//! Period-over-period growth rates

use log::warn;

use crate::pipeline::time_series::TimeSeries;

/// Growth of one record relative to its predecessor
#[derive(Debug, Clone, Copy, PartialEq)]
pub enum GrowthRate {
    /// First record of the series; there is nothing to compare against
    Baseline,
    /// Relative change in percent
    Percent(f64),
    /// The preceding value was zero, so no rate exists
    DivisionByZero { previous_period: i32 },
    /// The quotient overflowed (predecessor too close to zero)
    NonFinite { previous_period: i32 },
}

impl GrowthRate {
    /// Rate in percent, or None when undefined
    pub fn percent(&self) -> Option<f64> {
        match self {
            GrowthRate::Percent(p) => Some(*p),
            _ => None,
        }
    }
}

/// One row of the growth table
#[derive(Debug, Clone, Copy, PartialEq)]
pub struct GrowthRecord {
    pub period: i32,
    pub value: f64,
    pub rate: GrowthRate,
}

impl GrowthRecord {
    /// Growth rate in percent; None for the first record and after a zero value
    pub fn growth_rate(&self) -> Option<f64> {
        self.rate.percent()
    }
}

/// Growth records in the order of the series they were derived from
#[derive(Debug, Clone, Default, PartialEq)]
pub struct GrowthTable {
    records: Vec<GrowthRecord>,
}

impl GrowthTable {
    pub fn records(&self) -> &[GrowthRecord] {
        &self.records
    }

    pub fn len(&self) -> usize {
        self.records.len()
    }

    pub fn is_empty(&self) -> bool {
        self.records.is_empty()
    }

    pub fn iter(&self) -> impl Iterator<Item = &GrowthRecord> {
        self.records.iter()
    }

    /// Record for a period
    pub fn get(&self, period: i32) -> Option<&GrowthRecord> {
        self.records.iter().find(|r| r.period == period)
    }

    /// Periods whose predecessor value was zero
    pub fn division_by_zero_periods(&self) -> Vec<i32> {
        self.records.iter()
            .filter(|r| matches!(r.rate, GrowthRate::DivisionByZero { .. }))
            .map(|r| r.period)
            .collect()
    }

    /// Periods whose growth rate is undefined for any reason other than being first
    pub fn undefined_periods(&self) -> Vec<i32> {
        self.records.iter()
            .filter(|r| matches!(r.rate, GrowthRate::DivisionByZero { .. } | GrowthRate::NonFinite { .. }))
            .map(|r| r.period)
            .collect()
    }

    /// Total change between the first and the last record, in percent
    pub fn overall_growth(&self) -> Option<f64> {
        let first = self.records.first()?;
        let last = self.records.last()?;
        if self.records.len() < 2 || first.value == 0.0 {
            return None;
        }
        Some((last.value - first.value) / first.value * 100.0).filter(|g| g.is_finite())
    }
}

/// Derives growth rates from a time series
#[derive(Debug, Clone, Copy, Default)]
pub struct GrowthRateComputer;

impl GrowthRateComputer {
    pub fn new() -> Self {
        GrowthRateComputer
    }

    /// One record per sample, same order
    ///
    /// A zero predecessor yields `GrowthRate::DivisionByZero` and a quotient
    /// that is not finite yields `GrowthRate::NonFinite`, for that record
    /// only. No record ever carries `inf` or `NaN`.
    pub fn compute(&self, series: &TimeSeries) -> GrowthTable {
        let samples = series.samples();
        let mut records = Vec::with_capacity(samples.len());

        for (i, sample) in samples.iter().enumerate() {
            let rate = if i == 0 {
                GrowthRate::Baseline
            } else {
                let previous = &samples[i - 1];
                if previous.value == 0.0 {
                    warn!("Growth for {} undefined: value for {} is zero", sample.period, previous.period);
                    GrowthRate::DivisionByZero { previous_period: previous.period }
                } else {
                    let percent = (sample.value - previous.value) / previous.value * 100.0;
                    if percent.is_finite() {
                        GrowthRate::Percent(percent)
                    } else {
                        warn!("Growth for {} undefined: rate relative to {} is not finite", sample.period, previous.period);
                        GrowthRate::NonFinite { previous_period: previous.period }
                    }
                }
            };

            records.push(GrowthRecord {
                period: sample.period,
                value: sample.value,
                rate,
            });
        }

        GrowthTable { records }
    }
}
- - - - - - -
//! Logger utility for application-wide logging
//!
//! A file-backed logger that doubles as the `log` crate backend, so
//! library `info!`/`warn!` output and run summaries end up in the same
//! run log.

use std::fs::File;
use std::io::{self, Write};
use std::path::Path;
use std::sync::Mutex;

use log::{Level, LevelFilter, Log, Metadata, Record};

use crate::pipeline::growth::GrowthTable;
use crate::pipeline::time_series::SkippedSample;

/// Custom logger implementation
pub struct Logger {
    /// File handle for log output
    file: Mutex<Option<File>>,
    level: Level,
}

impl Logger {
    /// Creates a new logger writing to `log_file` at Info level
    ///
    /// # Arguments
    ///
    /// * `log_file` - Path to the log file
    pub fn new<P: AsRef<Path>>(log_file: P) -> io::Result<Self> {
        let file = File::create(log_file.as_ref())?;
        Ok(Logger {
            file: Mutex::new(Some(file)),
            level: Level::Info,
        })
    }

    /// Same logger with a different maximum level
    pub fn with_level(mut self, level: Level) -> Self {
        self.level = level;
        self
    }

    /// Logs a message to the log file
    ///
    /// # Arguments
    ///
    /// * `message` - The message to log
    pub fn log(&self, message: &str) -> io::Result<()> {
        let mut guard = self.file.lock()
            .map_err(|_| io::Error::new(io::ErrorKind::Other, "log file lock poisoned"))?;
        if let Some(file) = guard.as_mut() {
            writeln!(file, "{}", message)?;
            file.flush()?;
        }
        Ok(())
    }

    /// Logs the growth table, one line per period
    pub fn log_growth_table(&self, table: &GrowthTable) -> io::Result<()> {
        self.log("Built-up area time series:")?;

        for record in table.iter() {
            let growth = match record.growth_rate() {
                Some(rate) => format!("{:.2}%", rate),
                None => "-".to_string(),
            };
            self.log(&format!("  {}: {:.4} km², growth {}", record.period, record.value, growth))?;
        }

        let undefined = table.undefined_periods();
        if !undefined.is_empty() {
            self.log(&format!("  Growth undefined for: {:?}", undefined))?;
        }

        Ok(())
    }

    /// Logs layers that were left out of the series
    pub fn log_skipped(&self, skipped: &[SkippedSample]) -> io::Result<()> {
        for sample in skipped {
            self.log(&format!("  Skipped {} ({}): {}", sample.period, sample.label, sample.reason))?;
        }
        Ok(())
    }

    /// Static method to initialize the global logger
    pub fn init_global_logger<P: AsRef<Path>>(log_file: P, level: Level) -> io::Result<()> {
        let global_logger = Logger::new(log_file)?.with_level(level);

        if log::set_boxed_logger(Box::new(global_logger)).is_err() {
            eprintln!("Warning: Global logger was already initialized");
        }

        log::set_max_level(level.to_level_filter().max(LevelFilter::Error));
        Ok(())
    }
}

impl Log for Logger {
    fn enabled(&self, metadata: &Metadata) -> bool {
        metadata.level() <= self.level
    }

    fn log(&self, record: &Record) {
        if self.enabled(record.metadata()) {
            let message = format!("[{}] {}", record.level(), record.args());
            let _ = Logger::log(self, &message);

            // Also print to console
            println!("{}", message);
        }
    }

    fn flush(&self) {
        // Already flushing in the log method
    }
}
- - - - - - -
To do - Where the word "order" shows up in a line of the entries above, copy that line.

Written solution -
/// Growth records in the order of the series they were derived from
    /// One record per sample, same order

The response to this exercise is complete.